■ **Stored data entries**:
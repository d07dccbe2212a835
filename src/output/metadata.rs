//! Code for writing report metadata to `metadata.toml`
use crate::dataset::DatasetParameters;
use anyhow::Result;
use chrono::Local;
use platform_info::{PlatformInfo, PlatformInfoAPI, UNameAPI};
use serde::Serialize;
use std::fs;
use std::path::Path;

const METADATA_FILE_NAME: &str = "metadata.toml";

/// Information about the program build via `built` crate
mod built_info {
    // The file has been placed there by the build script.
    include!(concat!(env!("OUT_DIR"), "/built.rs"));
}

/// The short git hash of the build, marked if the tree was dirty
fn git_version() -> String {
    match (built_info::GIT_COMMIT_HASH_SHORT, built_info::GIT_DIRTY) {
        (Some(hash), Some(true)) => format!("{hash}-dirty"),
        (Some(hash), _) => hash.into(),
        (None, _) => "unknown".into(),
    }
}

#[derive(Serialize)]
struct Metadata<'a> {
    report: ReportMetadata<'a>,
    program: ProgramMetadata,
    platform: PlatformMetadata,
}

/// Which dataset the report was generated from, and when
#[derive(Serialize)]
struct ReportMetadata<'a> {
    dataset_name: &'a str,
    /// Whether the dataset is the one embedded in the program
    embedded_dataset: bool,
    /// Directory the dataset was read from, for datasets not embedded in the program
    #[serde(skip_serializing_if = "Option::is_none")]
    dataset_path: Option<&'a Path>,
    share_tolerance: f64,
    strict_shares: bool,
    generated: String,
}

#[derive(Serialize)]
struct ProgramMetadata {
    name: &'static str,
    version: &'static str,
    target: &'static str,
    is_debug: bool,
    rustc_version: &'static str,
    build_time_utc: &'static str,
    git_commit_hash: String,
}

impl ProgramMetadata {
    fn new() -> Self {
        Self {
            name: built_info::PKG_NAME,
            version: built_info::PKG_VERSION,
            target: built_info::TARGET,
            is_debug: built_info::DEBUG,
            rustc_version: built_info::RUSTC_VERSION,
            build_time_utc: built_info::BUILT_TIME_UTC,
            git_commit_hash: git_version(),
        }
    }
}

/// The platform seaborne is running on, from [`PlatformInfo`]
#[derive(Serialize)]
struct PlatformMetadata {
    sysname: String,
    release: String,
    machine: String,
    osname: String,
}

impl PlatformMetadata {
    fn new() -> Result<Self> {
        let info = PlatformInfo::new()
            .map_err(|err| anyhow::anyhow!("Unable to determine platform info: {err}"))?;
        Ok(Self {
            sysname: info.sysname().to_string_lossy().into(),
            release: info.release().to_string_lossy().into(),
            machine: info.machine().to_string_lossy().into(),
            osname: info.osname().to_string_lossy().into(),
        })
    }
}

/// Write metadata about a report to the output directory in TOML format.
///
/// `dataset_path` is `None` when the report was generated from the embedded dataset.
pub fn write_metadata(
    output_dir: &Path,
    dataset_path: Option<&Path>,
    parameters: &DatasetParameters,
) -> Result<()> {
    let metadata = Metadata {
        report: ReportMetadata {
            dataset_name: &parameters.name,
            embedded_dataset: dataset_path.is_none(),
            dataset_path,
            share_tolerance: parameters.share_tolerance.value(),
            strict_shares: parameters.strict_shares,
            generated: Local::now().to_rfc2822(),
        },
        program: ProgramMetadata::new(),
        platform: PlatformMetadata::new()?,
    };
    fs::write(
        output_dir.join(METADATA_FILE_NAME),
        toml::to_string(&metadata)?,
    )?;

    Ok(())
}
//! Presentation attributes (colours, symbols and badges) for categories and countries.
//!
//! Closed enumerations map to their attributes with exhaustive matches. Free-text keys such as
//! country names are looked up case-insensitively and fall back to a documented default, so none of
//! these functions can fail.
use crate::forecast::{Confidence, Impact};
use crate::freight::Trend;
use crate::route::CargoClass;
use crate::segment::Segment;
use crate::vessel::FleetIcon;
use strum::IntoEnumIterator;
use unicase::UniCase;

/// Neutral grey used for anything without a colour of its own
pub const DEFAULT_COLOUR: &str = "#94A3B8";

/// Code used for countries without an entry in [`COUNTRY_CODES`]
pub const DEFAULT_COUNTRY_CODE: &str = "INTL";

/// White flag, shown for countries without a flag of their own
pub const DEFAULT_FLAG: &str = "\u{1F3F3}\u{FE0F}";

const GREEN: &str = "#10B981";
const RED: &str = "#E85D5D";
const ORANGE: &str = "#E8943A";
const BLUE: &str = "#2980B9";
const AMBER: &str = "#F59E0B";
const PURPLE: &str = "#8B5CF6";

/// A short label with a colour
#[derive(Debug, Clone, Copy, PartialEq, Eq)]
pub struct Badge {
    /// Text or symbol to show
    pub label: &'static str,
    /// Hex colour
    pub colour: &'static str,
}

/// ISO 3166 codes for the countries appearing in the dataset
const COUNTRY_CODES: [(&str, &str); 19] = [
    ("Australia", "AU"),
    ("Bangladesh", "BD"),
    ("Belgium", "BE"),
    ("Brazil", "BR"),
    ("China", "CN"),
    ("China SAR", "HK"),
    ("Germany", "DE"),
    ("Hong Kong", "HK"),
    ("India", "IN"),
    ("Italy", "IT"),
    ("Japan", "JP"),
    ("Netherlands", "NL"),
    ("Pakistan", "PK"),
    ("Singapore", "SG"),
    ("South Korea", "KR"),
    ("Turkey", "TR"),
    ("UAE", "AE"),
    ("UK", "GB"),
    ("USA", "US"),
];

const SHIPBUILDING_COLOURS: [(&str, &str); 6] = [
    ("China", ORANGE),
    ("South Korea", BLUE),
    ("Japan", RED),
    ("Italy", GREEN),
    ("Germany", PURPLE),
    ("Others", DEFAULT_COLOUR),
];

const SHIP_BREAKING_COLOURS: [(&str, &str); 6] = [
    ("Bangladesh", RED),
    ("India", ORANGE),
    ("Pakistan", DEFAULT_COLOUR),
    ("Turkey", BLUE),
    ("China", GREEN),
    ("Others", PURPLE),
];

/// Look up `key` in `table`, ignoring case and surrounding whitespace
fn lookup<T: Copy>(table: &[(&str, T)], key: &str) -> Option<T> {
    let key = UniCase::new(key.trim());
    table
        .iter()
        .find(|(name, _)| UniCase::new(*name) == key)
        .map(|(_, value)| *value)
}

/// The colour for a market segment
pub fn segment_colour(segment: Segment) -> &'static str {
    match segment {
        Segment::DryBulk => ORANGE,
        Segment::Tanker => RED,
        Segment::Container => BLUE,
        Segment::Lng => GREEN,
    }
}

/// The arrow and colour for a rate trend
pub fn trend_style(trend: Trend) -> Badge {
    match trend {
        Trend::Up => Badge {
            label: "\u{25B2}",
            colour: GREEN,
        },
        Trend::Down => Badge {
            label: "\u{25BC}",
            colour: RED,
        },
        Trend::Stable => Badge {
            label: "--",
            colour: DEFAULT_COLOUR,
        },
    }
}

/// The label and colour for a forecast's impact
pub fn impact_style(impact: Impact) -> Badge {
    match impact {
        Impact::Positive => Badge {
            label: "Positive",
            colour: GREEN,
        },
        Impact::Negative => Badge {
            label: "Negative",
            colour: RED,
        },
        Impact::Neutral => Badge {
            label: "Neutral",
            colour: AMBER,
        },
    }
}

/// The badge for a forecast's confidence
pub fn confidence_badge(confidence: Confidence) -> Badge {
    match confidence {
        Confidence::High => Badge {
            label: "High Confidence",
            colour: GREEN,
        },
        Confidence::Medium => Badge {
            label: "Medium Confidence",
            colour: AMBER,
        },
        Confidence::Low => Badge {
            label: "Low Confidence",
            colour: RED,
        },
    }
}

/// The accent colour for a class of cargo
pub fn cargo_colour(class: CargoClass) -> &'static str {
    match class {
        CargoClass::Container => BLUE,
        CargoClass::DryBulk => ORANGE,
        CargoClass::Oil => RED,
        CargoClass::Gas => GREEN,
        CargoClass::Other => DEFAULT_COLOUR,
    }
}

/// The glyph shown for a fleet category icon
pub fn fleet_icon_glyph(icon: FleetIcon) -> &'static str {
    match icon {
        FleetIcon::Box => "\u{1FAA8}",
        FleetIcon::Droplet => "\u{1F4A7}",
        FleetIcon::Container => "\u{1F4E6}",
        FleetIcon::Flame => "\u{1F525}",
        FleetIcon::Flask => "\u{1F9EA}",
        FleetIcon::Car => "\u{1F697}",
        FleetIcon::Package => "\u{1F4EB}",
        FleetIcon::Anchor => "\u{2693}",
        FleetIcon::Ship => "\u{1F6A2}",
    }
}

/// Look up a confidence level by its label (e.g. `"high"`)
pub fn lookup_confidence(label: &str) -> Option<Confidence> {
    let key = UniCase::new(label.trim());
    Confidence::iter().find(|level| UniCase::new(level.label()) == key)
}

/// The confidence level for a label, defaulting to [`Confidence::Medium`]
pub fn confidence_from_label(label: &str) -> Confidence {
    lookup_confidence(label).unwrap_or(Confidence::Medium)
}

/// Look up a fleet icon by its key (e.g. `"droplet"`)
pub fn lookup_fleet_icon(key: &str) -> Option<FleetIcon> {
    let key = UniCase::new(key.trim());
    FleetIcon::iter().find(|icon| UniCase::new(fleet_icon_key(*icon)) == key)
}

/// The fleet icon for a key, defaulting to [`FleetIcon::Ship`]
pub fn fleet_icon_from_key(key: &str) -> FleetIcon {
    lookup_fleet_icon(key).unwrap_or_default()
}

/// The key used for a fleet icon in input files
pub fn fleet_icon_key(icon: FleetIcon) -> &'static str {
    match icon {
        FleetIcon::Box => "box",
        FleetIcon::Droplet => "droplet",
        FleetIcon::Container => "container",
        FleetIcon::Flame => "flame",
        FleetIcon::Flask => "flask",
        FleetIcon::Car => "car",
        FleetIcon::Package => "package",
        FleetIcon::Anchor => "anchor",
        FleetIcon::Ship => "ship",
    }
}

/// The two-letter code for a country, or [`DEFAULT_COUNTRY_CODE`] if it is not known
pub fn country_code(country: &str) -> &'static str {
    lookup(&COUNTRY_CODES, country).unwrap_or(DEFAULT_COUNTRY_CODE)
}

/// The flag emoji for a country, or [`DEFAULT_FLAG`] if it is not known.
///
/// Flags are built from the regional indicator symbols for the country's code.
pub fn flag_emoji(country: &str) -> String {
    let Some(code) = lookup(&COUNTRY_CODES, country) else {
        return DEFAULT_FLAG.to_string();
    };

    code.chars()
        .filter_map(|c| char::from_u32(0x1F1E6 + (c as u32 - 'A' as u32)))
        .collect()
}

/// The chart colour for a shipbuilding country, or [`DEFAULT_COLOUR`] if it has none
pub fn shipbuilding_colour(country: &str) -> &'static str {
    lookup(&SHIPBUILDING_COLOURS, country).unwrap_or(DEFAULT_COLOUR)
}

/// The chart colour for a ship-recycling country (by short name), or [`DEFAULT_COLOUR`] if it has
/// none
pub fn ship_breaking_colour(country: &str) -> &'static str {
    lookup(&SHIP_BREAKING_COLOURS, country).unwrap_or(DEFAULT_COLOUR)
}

■ **YOUR ASSIGNMENT**:
Please copy out each line of the data in which the word "crate" occurs.

■ **ANSWER SECTION**:
use crate::dataset::DatasetParameters;
/// Information about the program build via `built` crate
use crate::forecast::{Confidence, Impact};
use crate::freight::Trend;
use crate::route::CargoClass;
use crate::segment::Segment;
use crate::vessel::FleetIcon;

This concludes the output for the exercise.